Tag: cryptozoology

  • Cryptozoology in 2026: What Science Actually Says About Bigfoot, the Loch Ness Monster, and Cryptids

    Jeff Meldrum—the Idaho State University primatologist who spent decades as the most credentialed scientific advocate for the biological reality of Bigfoot—died on September 10, 2025. His book Sasquatch: Legend Meets Science remains the most rigorous attempt to apply formal anatomical analysis to the footprint evidence, and his death removes from the field its most prominent figure who held both mainstream academic credentials and genuine conviction that an undiscovered North American primate exists. Queen’s University Library commemorated his passing by declaring October 2025 “Cryptozoology Month,” which tells you something about how the field occupies a peculiar zone between legitimate inquiry and cultural curiosity.

    Meanwhile, in the Scottish Highlands, the Loch Ness Centre launched the World Federation of Legendary Monsters in 2025—a formal alliance between cryptid research organizations across multiple countries, sharing sonar readings, thermal imaging data, DNA samples, and underwater footage. Their next coordinated search is scheduled for May 22–25, 2026. And Professor Neil Gemmell’s Loch Ness environmental DNA study—the most methodologically rigorous scientific investigation ever conducted at the loch—still has not published its full technical paper, years after the preliminary results were announced.

    This is the state of cryptozoology in 2026: the field’s most serious scientist is dead, its most famous investigation remains incomplete, and its practitioners are simultaneously forming international federations and selling Bigfoot Valentine’s Day shirts. The question of what science actually says about cryptids requires separating the methodology—which is sometimes genuinely interesting—from the conclusions, which are consistently disappointing for anyone hoping monsters are real.

    The eDNA revolution (and what it found)

    Environmental DNA analysis has transformed the scientific investigation of aquatic cryptids from speculation into testable hypothesis. The principle is straightforward: every organism in a body of water sheds DNA—skin cells, feces, mucus, decomposing tissue—and that DNA can be collected from water samples, sequenced, and matched against known species databases. If a large unknown animal lives in a lake, its DNA should be in the water. If it’s not in the water, the animal almost certainly isn’t in the lake.

    Gemmell’s team from the University of Otago collected 250 water samples from various depths and locations throughout Loch Ness in 2019. The preliminary results, widely reported at the time, found no evidence of plesiosaur DNA, no evidence of large fish DNA (ruling out the sturgeon hypothesis), no evidence of any large unknown animal. What the study did find was a significant quantity of European eel DNA—more than expected—which led to the widely circulated but somewhat misleading headline that “Nessie might be a giant eel.”
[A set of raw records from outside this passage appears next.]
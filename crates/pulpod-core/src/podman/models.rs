//! Libpod API types.
//!
//! Only the fields pulpod reads are modelled; everything else in the daemon's
//! replies is ignored. See: <https://docs.podman.io/en/latest/_static/api.html>

use chrono::{DateTime, Utc};
use serde::{Deserialize, Serialize};
use std::collections::BTreeMap;

/// Error body returned by libpod for non-2xx responses.
#[derive(Debug, Default, Serialize, Deserialize)]
pub struct ErrorResponse {
    /// Root cause, e.g. "no such container".
    #[serde(default)]
    pub cause: String,
    /// Full error message.
    #[serde(default)]
    pub message: String,
    /// HTTP status echoed by the daemon.
    #[serde(default)]
    pub response: u16,
}

/// Response of `GET /libpod/version`.
#[derive(Debug, Serialize, Deserialize)]
#[serde(rename_all = "PascalCase")]
pub struct VersionResponse {
    /// Server version.
    pub version: String,
    /// API version.
    #[serde(default)]
    pub api_version: String,
}

/// Response of `POST /libpod/containers/create`.
#[derive(Debug, Serialize, Deserialize)]
#[serde(rename_all = "PascalCase")]
pub struct CreateResponse {
    /// Container ID.
    pub id: String,
    /// Warnings.
    #[serde(default)]
    pub warnings: Vec<String>,
}

/// Entry of `GET /libpod/containers/json`.
#[derive(Debug, Serialize, Deserialize)]
#[serde(rename_all = "PascalCase")]
pub struct ListContainer {
    /// Container ID.
    pub id: String,
    /// Container names.
    #[serde(default)]
    pub names: Vec<String>,
    /// Labels.
    #[serde(default)]
    pub labels: Option<BTreeMap<String, String>>,
    /// State.
    #[serde(default)]
    pub state: String,
}

impl ListContainer {
    /// Primary name, without the leading slash docker-style APIs add.
    pub fn name(&self) -> Option<&str> {
        self.names.first().map(|n| n.trim_start_matches('/'))
    }
}

/// Response of `GET /libpod/containers/{id}/json`.
#[derive(Debug, Serialize, Deserialize)]
#[serde(rename_all = "PascalCase")]
pub struct InspectContainer {
    /// Container ID.
    pub id: String,
    /// Name.
    pub name: String,
    /// Image reference the container was created from.
    #[serde(default)]
    pub image_name: String,
    /// Creation time.
    #[serde(default)]
    pub created: Option<DateTime<Utc>>,
    /// Container state.
    pub state: InspectState,
    /// Container config.
    #[serde(default)]
    pub config: Option<InspectConfig>,
}

/// State section of an inspect response.
#[derive(Debug, Default, Serialize, Deserialize)]
#[serde(rename_all = "PascalCase")]
pub struct InspectState {
    /// Status (configured, created, running, paused, stopped, exited, removing).
    #[serde(default)]
    pub status: String,
    /// Running.
    #[serde(default)]
    pub running: bool,
}

/// Config section of an inspect response.
#[derive(Debug, Default, Serialize, Deserialize)]
#[serde(rename_all = "PascalCase")]
pub struct InspectConfig {
    /// Labels.
    #[serde(default)]
    pub labels: Option<BTreeMap<String, String>>,
}

/// Entry of the `DELETE /libpod/containers/{id}` report.
#[derive(Debug, Serialize, Deserialize)]
#[serde(rename_all = "PascalCase")]
pub struct RemoveReport {
    /// Removed container ID.
    #[serde(default)]
    pub id: String,
    /// Per-container error, if any.
    #[serde(default)]
    pub err: Option<serde_json::Value>,
}

impl RemoveReport {
    /// Error message carried by this report, if it is a non-empty string.
    pub fn error(&self) -> Option<&str> {
        self.err
            .as_ref()
            .and_then(|e| e.as_str())
            .filter(|e| !e.is_empty())
    }
}

/// One object of the `POST /libpod/images/pull` progress stream.
#[derive(Debug, Default, Serialize, Deserialize)]
pub struct PullReport {
    /// Progress text (empty when `quiet=true`).
    #[serde(default)]
    pub stream: Option<String>,
    /// Set when the pull failed.
    #[serde(default)]
    pub error: Option<String>,
    /// Pulled image IDs, in the final report.
    #[serde(default)]
    pub images: Option<Vec<String>>,
    /// ID of the pulled image, in the final report.
    #[serde(default)]
    pub id: Option<String>,
}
    The nuance, as zoologist Darren Naish has clarified, is that the study didn’t demonstrate that a giant eel exists. What it demonstrated is that virtually all competing hypotheses for the Loch Ness Monster can be excluded by the eDNA evidence, and the eel hypothesis is the only one that isn’t directly contradicted by the data. That’s a very different claim. The eels in Loch Ness are almost certainly normal-sized European eels doing normal eel things. The study’s actual contribution is negative rather than positive: it tells us what Nessie isn’t, which is everything anyone has ever proposed it might be.

    The eDNA approach has been applied more broadly, and the results follow the same pattern. Water sampling in lakes with reported monster sightings consistently identifies known species—pike, trout, char, eels—and consistently fails to identify anything unknown. Camera traps deployed in forests with frequent Bigfoot reports consistently photograph bears, deer, elk, coyotes, and occasionally hikers—but never an unidentified primate. The tools that modern biology uses to detect rare and elusive species are extraordinarily sensitive. They can identify a species from a single skin cell in a liter of lake water. They can photograph a snow leopard in the Himalayas or a Sumatran rhino in Borneo. They have never, in any controlled scientific deployment, detected a cryptid.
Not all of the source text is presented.